If you’re looking for the nerdiest way possible to market a music album, you’re going to have a tough time one-upping Aphex Twin. The Warp Records artist has used a rare British synth as the cornerstone of the record – one with a reputation for being impossible to use – alongside a speech synth for the ZX Spectrum computer. He and his label have been teasing the resulting EP with marketing that looks like a vintage synth flyer.

But that’s not even the biggest measure of how serious he is about this. Aphex Twin went so far as to rent a booth at the summer NAMM musical instrument fair – the last place you’d expect to see a record promoted – to talk about the album. And all that just to show off this weird synth.

First, here’s the flyer – which is a work of genius and a thing of beauty:

cheetahflyer

It looks like convincing parody of something you’d see in Keyboard Magazine in 1982, really. The release itself will follow a similar aesthetic:

cheetah

But that’s just a clever gimmick. The booth is when we reach the next level.

I’ve actually never been to summer NAMM, held now in Nashville. But Synthtopia were there to talk to a label rep and see just what was going on:

Aphex Twin Had A Booth At The Summer NAMM Trade Show And, Yeah, It was A Little Strange [Synthtopia]
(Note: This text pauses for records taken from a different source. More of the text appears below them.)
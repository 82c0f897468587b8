//! Builder-related errors.

/// Builder error with location tracking.
///
/// Wraps `derive_builder` failures (missing fields, failed validation) so
/// they convert into [`crate::AtelierError`] like every other kind.
#[derive(Debug, Clone, derive_more::Display, derive_more::Error)]
#[display("Builder Error: {} at line {} in {}", message, line, file)]
pub struct BuilderError {
    message: String,
    line: u32,
    file: &'static str,
}

impl BuilderError {
    /// Create a new builder error with caller location tracking.
    #[track_caller]
    pub fn new(message: impl Into<String>) -> Self {
        let location = std::panic::Location::caller();
        Self {
            message: message.into(),
            line: location.line(),
            file: location.file(),
        }
    }

    /// The underlying builder failure message.
    pub fn message(&self) -> &str {
        &self.message
    }
}

/// Convert from derive_builder error string.
impl From<String> for BuilderError {
    #[track_caller]
    fn from(msg: String) -> Self {
        Self::new(msg)
    }
}

/// Convert from derive_builder error &str.
impl From<&str> for BuilderError {
    #[track_caller]
    fn from(msg: &str) -> Self {
        Self::new(msg.to_string())
    }
}
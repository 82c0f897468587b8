//! Provider error types and retry classification.

/// Specific provider failure conditions.
#[derive(Debug, Clone, PartialEq, Eq, derive_more::Display)]
pub enum ProviderErrorKind {
    /// Provider exceeded its allotted wall-clock time. Carries the remote
    /// job id when a task had already been created, for observability.
    #[display("Provider timed out after {}s (job: {})", elapsed_secs, job_id.as_deref().unwrap_or("none"))]
    Timeout {
        /// Seconds elapsed before the deadline fired
        elapsed_secs: u64,
        /// Remote job id, if a submit-and-poll task was already created
        job_id: Option<String>,
    },
    /// Remote service reported a failure (non-success HTTP status or a
    /// provider-reported task failure)
    #[display("Remote error (status {}): {}", status.map(|s| s.to_string()).unwrap_or_else(|| "n/a".into()), message)]
    Remote {
        /// HTTP status, when the failure surfaced at the transport layer
        status: Option<u16>,
        /// Remote-reported error message
        message: String,
    },
    /// Provider returned a success status but no usable result field
    #[display("Provider returned success with no usable output")]
    EmptyOutput,
    /// Provider cannot serve this media kind or transformation
    #[display("Provider does not support this request: {}", _0)]
    Unsupported(String),
    /// Request could not be sent at all (connection refused, DNS, TLS)
    #[display("Transport error: {}", _0)]
    Transport(String),
    /// Provider response could not be parsed
    #[display("Failed to parse provider response: {}", _0)]
    Parse(String),
}

impl ProviderErrorKind {
    /// Check if this failure is worth retrying against the same provider.
    ///
    /// Transient conditions (5xx, rate limiting, timeouts, transport blips)
    /// retry; `Unsupported` is permanent and advances to the next provider
    /// immediately.
    pub fn is_retryable(&self) -> bool {
        match self {
            ProviderErrorKind::Remote { status, .. } => match status {
                Some(code) => matches!(*code, 408 | 429 | 500 | 502 | 503 | 504),
                None => true,
            },
            ProviderErrorKind::Timeout { .. } => true,
            ProviderErrorKind::Transport(_) => true,
            ProviderErrorKind::EmptyOutput => true,
            ProviderErrorKind::Parse(_) => true,
            ProviderErrorKind::Unsupported(_) => false,
        }
    }
}

/// Provider error with source location tracking.
///
/// # Examples
///
/// ```
/// use atelier_error::{ProviderError, ProviderErrorKind, RetryableError};
///
/// let err = ProviderError::new(ProviderErrorKind::Remote {
///     status: Some(503),
///     message: "service unavailable".to_string(),
/// });
/// assert!(err.is_retryable());
/// ```
#[derive(Debug, Clone, derive_more::Display, derive_more::Error)]
#[display("Provider Error: {} at line {} in {}", kind, line, file)]
pub struct ProviderError {
    /// The kind of error that occurred
    pub kind: ProviderErrorKind,
    /// Line number where the error was created
    pub line: u32,
    /// File where the error was created
    pub file: &'static str,
}

impl ProviderError {
    /// Create a new ProviderError with automatic location tracking.
    #[track_caller]
    pub fn new(kind: ProviderErrorKind) -> Self {
        let location = std::panic::Location::caller();
        Self {
            kind,
            line: location.line(),
            file: location.file(),
        }
    }

    /// Timeout shorthand without a remote job id.
    #[track_caller]
    pub fn timeout(elapsed_secs: u64) -> Self {
        Self::new(ProviderErrorKind::Timeout {
            elapsed_secs,
            job_id: None,
        })
    }
}

/// Trait for errors that support retry logic.
///
/// Transient errors like 503 (service unavailable), 429 (rate limit), or
/// network timeouts return true. Permanent errors like an unsupported media
/// kind return false and the gateway advances to the next provider without
/// burning retry budget.
pub trait RetryableError {
    /// Returns true if this error should trigger a retry.
    fn is_retryable(&self) -> bool;
}

impl RetryableError for ProviderError {
    fn is_retryable(&self) -> bool {
        self.kind.is_retryable()
    }
}
//! Provider and gateway outcome types.

use crate::MediaReference;
use serde::{Deserialize, Serialize};

/// A provider's successful, fully-resolved result.
#[derive(Debug, Clone, PartialEq, Serialize, Deserialize)]
pub struct ProviderSuccess {
    /// The resolved output media (URL or inline bytes)
    pub media: MediaReference,
    /// Name of the provider that produced it
    pub provider: String,
    /// Model or service attribution, e.g. "easel/advanced-face-swap"
    pub attribution: Option<String>,
}

/// A submit-and-poll task accepted for webhook completion.
///
/// Returned instead of polling when the caller supplied a webhook URL; the
/// remote service calls the webhook when the job finishes.
#[derive(Debug, Clone, PartialEq, Eq, Serialize, Deserialize)]
pub struct AcceptedJob {
    /// Opaque job id issued by the remote service
    pub job_id: String,
    /// Name of the provider holding the job
    pub provider: String,
}

/// What a single provider invocation produced.
///
/// Failures travel on the error channel as
/// [`ProviderError`](atelier_error::ProviderError); an invocation never
/// reports both.
#[derive(Debug, Clone, PartialEq, Serialize, Deserialize)]
#[serde(tag = "outcome", rename_all = "snake_case")]
pub enum ProviderOutcome {
    /// Result media is ready
    Resolved(ProviderSuccess),
    /// Job created; completion arrives via webhook
    Accepted(AcceptedJob),
}

/// The value the gateway returns to its caller on success.
///
/// Failure is an [`AtelierError`](atelier_error::AtelierError) carrying
/// either `NotConfigured` or the ordered per-provider failure list.
#[derive(Debug, Clone, PartialEq, Serialize, Deserialize)]
#[serde(tag = "status", rename_all = "snake_case")]
pub enum GatewayResult {
    /// Transformation complete; media resolved per the caller's preference
    Resolved {
        /// The result media
        media: MediaReference,
        /// Provider that satisfied the request
        provider: String,
        /// Model or service attribution
        attribution: Option<String>,
    },
    /// Job accepted for async completion via webhook
    Accepted {
        /// Opaque job id issued by the remote service
        job_id: String,
        /// Provider holding the job
        provider: String,
    },
}

impl From<ProviderOutcome> for GatewayResult {
    fn from(outcome: ProviderOutcome) -> Self {
        match outcome {
            ProviderOutcome::Resolved(success) => GatewayResult::Resolved {
                media: success.media,
                provider: success.provider,
                attribution: success.attribution,
            },
            ProviderOutcome::Accepted(job) => GatewayResult::Accepted {
                job_id: job.job_id,
                provider: job.provider,
            },
        }
    }
}
//! Atelier - Multi-Provider Media-Transformation Gateway
//!
//! Atelier turns one request (upscale this photo, restore it, swap a face
//! into it) into calls against remote inference providers, walking an
//! ordered fallback chain with retries until one succeeds.
//!
//! # Features
//!
//! - **Unified Interface**: Single `TransformDriver` trait for all providers
//! - **Ordered Fallback**: Specialists first, generalists behind them
//! - **Retry with Backoff**: Exponential backoff on transient failures
//! - **Two Protocols**: Blocking sync calls and submit-and-poll tasks
//! - **Webhook Hand-off**: Return a job id instead of polling
//! - **Validated Media**: https-only URLs, sniffed base64, SSRF allow-list
//!
//! # Quick Start
//!
//! ```rust,ignore
//! use atelier::{Gateway, TransformInput, TransformKind};
//!
//! #[tokio::main]
//! async fn main() -> Result<(), Box<dyn std::error::Error>> {
//!     let gateway = Gateway::from_env()?;
//!
//!     let result = gateway
//!         .transform(
//!             TransformInput::builder()
//!                 .kind(TransformKind::Upscale)
//!                 .primary("https://cdn.example.com/photo.png")
//!                 .build()?,
//!         )
//!         .await?;
//!
//!     println!("Result: {:?}", result);
//!     Ok(())
//! }
//! ```
//!
//! # Architecture
//!
//! Atelier is organized as a workspace with focused crates:
//!
//! - `atelier_core` - Core data types (requests, outcomes, parameters)
//! - `atelier_interface` - TransformDriver trait definition
//! - `atelier_error` - Error types
//! - `atelier_codec` - Media decoding, sniffing, validation, downloads
//! - `atelier_providers` - Remote provider implementations
//! - `atelier_gateway` - Orchestration: registry, fallback, retry
//!
//! This crate (`atelier`) re-exports everything for convenience.

#![forbid(unsafe_code)]
#![warn(missing_docs)]

pub use atelier_codec::*;
pub use atelier_core::*;
pub use atelier_error::*;
pub use atelier_gateway::*;
pub use atelier_interface::*;
pub use atelier_providers::*;
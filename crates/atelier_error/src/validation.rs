//! Input validation error types.

/// Validation failure for a single request field.
///
/// Raised before any provider is invoked; a request that fails validation
/// never reaches the gateway loop.
///
/// # Examples
///
/// ```
/// use atelier_error::ValidationError;
///
/// let err = ValidationError::new("target", "http URLs are not allowed");
/// assert!(format!("{}", err).contains("target"));
/// ```
#[derive(Debug, Clone, derive_more::Display, derive_more::Error)]
#[display("Validation Error: field `{}`: {} at line {} in {}", field, reason, line, file)]
pub struct ValidationError {
    /// Request field that failed validation
    pub field: String,
    /// Reason for the failure
    pub reason: String,
    /// Line number where the error occurred
    pub line: u32,
    /// File where the error occurred
    pub file: &'static str,
}

impl ValidationError {
    /// Create a new ValidationError at the current location.
    #[track_caller]
    pub fn new(field: impl Into<String>, reason: impl Into<String>) -> Self {
        let location = std::panic::Location::caller();
        Self {
            field: field.into(),
            reason: reason.into(),
            line: location.line(),
            file: location.file(),
        }
    }
}
//! Provider orchestration for the Atelier media-transformation gateway.
//!
//! The [`Gateway`] is the single entry point: it validates raw inputs,
//! walks the ordered provider chain for the requested transformation kind
//! with per-provider retries, and delivers the first success according to
//! the caller's result preference.
//!
//! # Examples
//!
//! ```no_run
//! use atelier_core::TransformKind;
//! use atelier_gateway::{Gateway, TransformInput};
//!
//! # async fn example() -> atelier_error::AtelierResult<()> {
//! let gateway = Gateway::from_env()?;
//! let result = gateway
//!     .transform(
//!         TransformInput::builder()
//!             .kind(TransformKind::Upscale)
//!             .primary("https://cdn.example.com/photo.png")
//!             .build()
//!             .map_err(|e| atelier_error::BuilderError::new(e.to_string()))?,
//!     )
//!     .await?;
//! # Ok(())
//! # }
//! ```

#![forbid(unsafe_code)]
#![warn(missing_docs)]

mod config;
mod gateway;
mod registry;

pub use config::{Credentials, GatewayConfig};
pub use gateway::{Gateway, TransformInput, TransformInputBuilder};
pub use registry::ProviderRegistry;
//! Environment-backed gateway configuration.

use atelier_error::{AtelierResult, ConfigError};
use std::time::Duration;
use tracing::{debug, instrument};

/// Provider API credentials.
///
/// Presence of a credential is what enrolls a provider in the registry;
/// there is no separate enable flag. Absent credentials simply leave that
/// provider out of every fallback chain.
#[derive(Debug, Clone, Default)]
pub struct Credentials {
    /// Replicate API token (`REPLICATE_API_TOKEN`)
    pub replicate: Option<String>,
    /// PiAPI key (`PIAPI_API_KEY`)
    pub piapi: Option<String>,
    /// VModel API token (`VMODEL_API_TOKEN`)
    pub vmodel: Option<String>,
    /// HuggingFace token (`HUGGINGFACE_TOKEN`)
    pub huggingface: Option<String>,
}

fn env_opt(key: &str) -> Option<String> {
    std::env::var(key).ok().filter(|v| !v.trim().is_empty())
}

impl Credentials {
    /// Read credentials from the environment, loading `.env` first.
    #[instrument]
    pub fn from_env() -> Self {
        // Missing .env is normal in deployed environments
        let _ = dotenvy::dotenv();
        let credentials = Self {
            replicate: env_opt("REPLICATE_API_TOKEN"),
            piapi: env_opt("PIAPI_API_KEY"),
            vmodel: env_opt("VMODEL_API_TOKEN"),
            huggingface: env_opt("HUGGINGFACE_TOKEN"),
        };
        debug!(
            replicate = credentials.replicate.is_some(),
            piapi = credentials.piapi.is_some(),
            vmodel = credentials.vmodel.is_some(),
            huggingface = credentials.huggingface.is_some(),
            "Loaded provider credentials"
        );
        credentials
    }

    /// Whether any provider credential is present.
    pub fn any(&self) -> bool {
        self.replicate.is_some()
            || self.piapi.is_some()
            || self.vmodel.is_some()
            || self.huggingface.is_some()
    }
}

/// Retry and budget policy for the gateway loop.
#[derive(Debug, Clone)]
pub struct GatewayConfig {
    /// Retries per provider after the first attempt; each provider is
    /// tried `retry_count + 1` times before the chain advances
    pub retry_count: u32,
    /// Optional wall-clock budget for the whole request, spanning every
    /// provider and retry
    pub request_budget: Option<Duration>,
    /// Timeout for server-side result downloads
    pub download_timeout: Duration,
}

impl Default for GatewayConfig {
    fn default() -> Self {
        Self {
            retry_count: 2,
            request_budget: None,
            download_timeout: Duration::from_secs(30),
        }
    }
}

impl GatewayConfig {
    /// Read overrides from the environment on top of the defaults.
    ///
    /// `ATELIER_RETRY_COUNT` and `ATELIER_REQUEST_BUDGET_SECS` are
    /// recognized; anything unset keeps its default.
    ///
    /// # Errors
    ///
    /// Returns a [`ConfigError`] when a variable is present but not a
    /// valid number.
    #[instrument]
    pub fn from_env() -> AtelierResult<Self> {
        let mut config = Self::default();
        if let Some(raw) = env_opt("ATELIER_RETRY_COUNT") {
            config.retry_count = raw.parse().map_err(|_| {
                ConfigError::new("ATELIER_RETRY_COUNT", format!("not a number: `{raw}`"))
            })?;
        }
        if let Some(raw) = env_opt("ATELIER_REQUEST_BUDGET_SECS") {
            let secs: u64 = raw.parse().map_err(|_| {
                ConfigError::new("ATELIER_REQUEST_BUDGET_SECS", format!("not a number: `{raw}`"))
            })?;
            config.request_budget = Some(Duration::from_secs(secs));
        }
        Ok(config)
    }
}

#[cfg(test)]
mod tests {
    use super::*;

    #[test]
    fn defaults_match_policy() {
        let config = GatewayConfig::default();
        assert_eq!(config.retry_count, 2);
        assert!(config.request_budget.is_none());
    }

    #[test]
    fn empty_credentials_register_nothing() {
        let credentials = Credentials::default();
        assert!(!credentials.any());
    }
}
//! Media codec error types.

/// Specific codec failure conditions.
#[derive(Debug, Clone, PartialEq, Eq, derive_more::Display)]
pub enum CodecErrorKind {
    /// Base64 payload could not be decoded even after cleanup and padding
    #[display("Invalid base64 encoding: {}", _0)]
    InvalidEncoding(String),
    /// Data-URI did not match the `data:<mime>;base64,<payload>` shape
    #[display("Malformed data URI: {}", _0)]
    MalformedDataUri(String),
    /// Remote download returned a non-success status
    #[display("Download failed with HTTP status {}", status)]
    DownloadError {
        /// HTTP status code returned by the remote host
        status: u16,
    },
    /// Download transport failed before any status was received
    #[display("Download transport error: {}", _0)]
    Transport(String),
    /// Downloaded body is not recognizable media (HTML error page, truncated
    /// file, or unknown signature)
    #[display("Downloaded content is not valid media: {}", _0)]
    InvalidContent(String),
}

/// Codec error with source location tracking.
///
/// # Examples
///
/// ```
/// use atelier_error::{CodecError, CodecErrorKind};
///
/// let err = CodecError::new(CodecErrorKind::DownloadError { status: 502 });
/// assert!(format!("{}", err).contains("502"));
/// ```
#[derive(Debug, Clone, derive_more::Display, derive_more::Error)]
#[display("Codec Error: {} at line {} in {}", kind, line, file)]
pub struct CodecError {
    /// The kind of error that occurred
    pub kind: CodecErrorKind,
    /// Line number where the error was created
    pub line: u32,
    /// File where the error was created
    pub file: &'static str,
}

impl CodecError {
    /// Create a new CodecError with automatic location tracking.
    #[track_caller]
    pub fn new(kind: CodecErrorKind) -> Self {
        let location = std::panic::Location::caller();
        Self {
            kind,
            line: location.line(),
            file: location.file(),
        }
    }
}
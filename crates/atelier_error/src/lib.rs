//! Error types for the Atelier media-transformation gateway.
//!
//! This crate provides the foundation error types used throughout the Atelier
//! workspace.
//!
//! # Error Hierarchy
//!
//! All errors follow the `ErrorKind` + wrapper struct pattern for clean error
//! handling:
//! - `*ErrorKind` enum defines specific error conditions
//! - `*Error` struct wraps the kind with source location tracking
//! - All errors use `#[track_caller]` for automatic location capture
//!
//! # Examples
//!
//! ```
//! use atelier_error::{AtelierResult, ValidationError};
//!
//! fn check_input(raw: &str) -> AtelierResult<()> {
//!     if raw.is_empty() {
//!         Err(ValidationError::new("media", "empty input"))?
//!     }
//!     Ok(())
//! }
//!
//! assert!(check_input("").is_err());
//! ```

#![forbid(unsafe_code)]
#![warn(missing_docs)]

mod builder;
mod codec;
mod config;
mod error;
mod gateway;
mod provider;
mod validation;

pub use builder::BuilderError;
pub use codec::{CodecError, CodecErrorKind};
pub use config::ConfigError;
pub use error::{AtelierError, AtelierErrorKind, AtelierResult};
pub use gateway::{AttemptFailure, GatewayError, GatewayErrorKind};
pub use provider::{ProviderError, ProviderErrorKind, RetryableError};
pub use validation::ValidationError;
I’m not British, and I hope I’m not middle aged yet. (When does that start, precisely? Eesh, I may be close. I suppose it depends on where the end is?) So I didn’t know the synth, made as a budget digital wave sequencing model MS800 in the 90s. But here’s the story of the synth – and it’s hilarious:

syn_archiveMS800

If you’re British, middle aged and a bit of a synth anorak, the chances are you will have heard of Cheetah. If not, the chances are you won’t know anything about them …

[It was] one of the most unfathomable instruments ever made – it was mind numbingly confusing to program, not just in terms of setting up a sound but even something as simple as changing a MIDI channel on the MS800 could cause an aneurism.

Chris Macleod describes the owner experience:

“The preproduction unit didn’t have a single factory sound, well, not that I could bloody well find” Chris recalls.

“During the course of the next few weeks I translated the manual into a series of diagrams and charts that visually allowed me to understand the ‘flow’ of the parameters, after which I set about creating ‘Tones’ and ‘Patches’ for this 15 note polyphonic, multi-timbral, filterless (what?), stereo bell box. The most bizarre thing is that you couldn’t hear your parameter changes in real-time. You have to enter ‘edit mode’ adjust your parameters and then exit ‘edit mode’ to hear your changes.”

Cheetah MS800 [GFORCE Software Synth Archive]

Well, for anyone who says music making is too easy, I guess… Aphex Twin is proving it can be really hard? Or Richard is smarter than us?

Regardless, I approve of this dorky new direction. And, hey, new Aphex Twin. I’m in.